Jasper Carrott’s stand-up routines, once a staple diet of televised comedy during the Eighties and Nineties, have taken a backseat with his last offering, Back to the Front, broadcast over fifteen years ago. Incredibly popular at the time with family audiences, Carrott’s shows have been eclipsed in recent years, and to younger viewers he is perhaps something of a mystery. As such, the DVD release of An Audience With gives a new generation the opportunity to experience the popular performer anew, as a comic talent who defined the new wave of observational comedy which is so prevalent today.
Carrott’s routine naturally evolved over the years, shifting away from its background in music towards performance-based comedy which culminated with starring roles in sitcoms such as The Detectives (1993-97) and All About Me (2002-04). An Audience With, takes us back to late 1977 and the very beginnings of Jasper Carrott after his record hit, Funky Moped (1975). First impressions present a radically different Carrott to the suited gentleman we know today. Fresh-faced with a curly, frizzy mop, acoustic guitar and stripy rugby shirt, he has the appearance of a hastily arrived roadie who has thrown himself together on stage. To modern eyes he cuts an image that is recognisably “student”; sprightly, mildly political, sardonic yet liberally upbeat. It’s just the type of thing you’d expect to see at the Edinburgh Fringe, or guesting on Have I Got News for You. In the late 1970s however, Carrott’s have-a-nice-day, flared-trousers-in-council-houses approach was unheard of, at least on television, and verged on radical for primetime comedy performance.
The six-part series of An Audience With is traditional enough in its presentation. Aside from a brief filmed introduction where members of the public are quizzed about their knowledge of Jasper Carrott (which is void in 1977), the entirety of the show takes place in a studio environment before a live audience. The dressings are typically cheap (it’s a LWT production, remember) with some garish palm trees and a rather shabby curtain that’s seen better days. After a rousing introduction from an unseen, uncredited announcer, Carrott modestly appears between the curtains and begins his set, which consists of a mixture of song and personal anecdote. He exudes warmth and causes genuine belly laughs when retelling his everyday experiences, which include speeding around spaghetti junction, squeezing spots in a mirror and binge drinking in the Channel Islands. His is a form of observational comedy which is far in advance of the stand-up routines of the 1970s, which usually comprised of impersonations, bad taste one-liners and broad double-act sketches. Carrott’s loosely scripted technique, punctuated by songs and recollections of his previous tours gives a genuine sense of him as a travelling minstrel who has somehow lost his way.
It becomes apparent when watching the young Carrott that he’s pioneering a new form of stand-up performance, shifting the balance away from scripted one-liners to a more naturalistic form for story-based performance. There is a sense that anything can happen during his show: He regularly breaks convention by deriding the production standards of the set, or by walking off-stage and sitting with the audience.

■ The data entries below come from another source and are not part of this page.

//! Stable identity derivation: content-hashed node ids.
//!
//! Identity is the join key between the metadata tree and the fragment
//! registry, so it has to be reproducible: the same declaration must map to
//! the same id on every rebuild, no matter what unrelated state changed in
//! between. The derivation therefore depends only on declared content —
//! never on randomness, traversal order, or the clock.

use crate::node::model::{NodeId, Presentation};

/// Domain-separation key for the identity hash. Changing this invalidates
/// every persisted id, so it is versioned.
const IDENTITY_KEY: &[u8; 32] = b"prefpane.node.identity.v1\0\0\0\0\0\0\0";

/// Discriminates groups from items in identity derivation, so a group and an
/// item with the same title never share an id.
#[derive(Debug, Clone, Copy, PartialEq, Eq, Hash)]
pub enum NodeKind {
    Group,
    Item,
}

impl NodeKind {
    fn discriminant(self) -> u8 {
        match self {
            NodeKind::Group => 1,
            NodeKind::Item => 2,
        }
    }
}

/// Derive the stable id for a declaration.
///
/// The id is the first 16 bytes of a keyed blake3 hash over a
/// length-prefixed encoding of `(kind, title, icon, presentation)`. Length
/// prefixes keep adjacent fields from bleeding into each other ("ab" + "c"
/// must not collide with "a" + "bc").
///
/// Two distinct declarations with identical inputs collide by design — two
/// sibling items both titled "Enabled" with no icon share one id. That is a
/// documented trade-off, not an error; use
/// [`Content::validate`](crate::compose::Content::validate) to detect it at
/// authoring time.
pub fn node_id(
    kind: NodeKind,
    title: &str,
    icon: Option<&str>,
    presentation: Option<Presentation>,
) -> NodeId {
    let mut hasher = blake3::Hasher::new_keyed(IDENTITY_KEY);
    hasher.update(&[kind.discriminant()]);
    update_field(&mut hasher, Some(title));
    update_field(&mut hasher, icon);
    hasher.update(&[match presentation {
        None => 0,
        Some(Presentation::Navigation) => 1,
        Some(Presentation::Inline) => 2,
    }]);

    let hash = hasher.finalize();
    let mut bytes = [0u8; 16];
    bytes.copy_from_slice(&hash.as_bytes()[..16]);
    NodeId(u128::from_be_bytes(bytes))
}

/// Hash an optional string field with a presence marker and length prefix.
fn update_field(hasher: &mut blake3::Hasher, value: Option<&str>) {
    match value {
        None => {
            hasher.update(&[0]);
        }
        Some(text) => {
            hasher.update(&[1]);
            hasher.update(&(text.len() as u64).to_be_bytes());
            hasher.update(text.as_bytes());
        }
    }
}

#[cfg(test)]
mod tests {
    use super::*;

    #[test]
    fn same_inputs_same_id() {
        let a = node_id(
            NodeKind::Group,
            "General",
            Some("gearshape"),
            Some(Presentation::Navigation),
        );
        let b = node_id(
            NodeKind::Group,
            "General",
            Some("gearshape"),
            Some(Presentation::Navigation),
        );
        assert_eq!(a, b);
    }

    #[test]
    fn stable_across_many_rebuilds() {
        let first = node_id(NodeKind::Item, "Wi-Fi", None, None);
        for _ in 0..100 {
            assert_eq!(node_id(NodeKind::Item, "Wi-Fi", None, None), first);
        }
    }

    #[test]
    fn kind_discriminates() {
        let group = node_id(NodeKind::Group, "Wi-Fi", None, None);
        let item = node_id(NodeKind::Item, "Wi-Fi", None, None);
        assert_ne!(group, item);
    }

    #[test]
    fn title_discriminates() {
        let a = node_id(NodeKind::Item, "Wi-Fi", None, None);
        let b = node_id(NodeKind::Item, "Bluetooth", None, None);
        assert_ne!(a, b);
    }

    #[test]
    fn icon_discriminates() {
        let none = node_id(NodeKind::Item, "Wi-Fi", None, None);
        let some = node_id(NodeKind::Item, "Wi-Fi", Some("wifi"), None);
        assert_ne!(none, some);
    }

    #[test]
    fn presentation_discriminates() {
        let nav = node_id(NodeKind::Group, "Net", None, Some(Presentation::Navigation));
        let inline = node_id(NodeKind::Group, "Net", None, Some(Presentation::Inline));
        assert_ne!(nav, inline);
    }

    #[test]
    fn field_boundaries_do_not_bleed() {
        // Title "ab" + icon "c" vs title "a" + icon "bc": length prefixes
        // must keep these apart.
        let a = node_id(NodeKind::Item, "ab", Some("c"), None);
        let b = node_id(NodeKind::Item, "a", Some("bc"), None);
        assert_ne!(a, b);
    }

    #[test]
    fn empty_icon_differs_from_no_icon() {
        let none = node_id(NodeKind::Item, "X", None, None);
        let empty = node_id(NodeKind::Item, "X", Some(""), None);
        assert_ne!(none, empty);
    }

    #[test]
    fn id_uses_full_width() {
        // The upper 64 bits must not be zero for typical inputs — the id is
        // a full 128-bit hash, not a zero-extended 64-bit one.
        let id = node_id(NodeKind::Group, "General", Some("gearshape"), None);
        assert_ne!(id.as_raw() >> 64, 0);
    }

    #[test]
    fn identical_declarations_collide_by_design() {
        let a = node_id(NodeKind::Item, "Enabled", None, None);
        let b = node_id(NodeKind::Item, "Enabled", None, None);
        assert_eq!(a, b);
    }
}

On one occasion he purposely obscured himself behind a camera, causing the operator and director no end of trouble in finding him. As the credits roll he continues talking to the audience; sometimes he even adds a quip over the ident at the end. There is a sense of tensions relaxing and conventions shifting in this form of showmanship; suddenly the constrictive formality of a suited comedian firing one-liners into a microphone seems very archaic indeed. Within ten years, the casual style that Carrott had helped to pioneer would become the norm.
Throughout the series Carrott is highly engaged with his audience, encouraging participation in each of his musical interludes. He doesn’t single out or rely on the audience to structure his gags, or deride them as is the technique of Frankie Boyle and numerous other stand-ups of today. That is not to say that Carrott is overly “safe” either; there are plenty of good-natured digs towards Brummies and the aristocracy, and when a couple arrive late to the show, he gives them a sharp reprimand:
“Ah. Late arrivals. Good evening. Are you the newly married couple? Nice to see you up an about again. Right let’s get started.”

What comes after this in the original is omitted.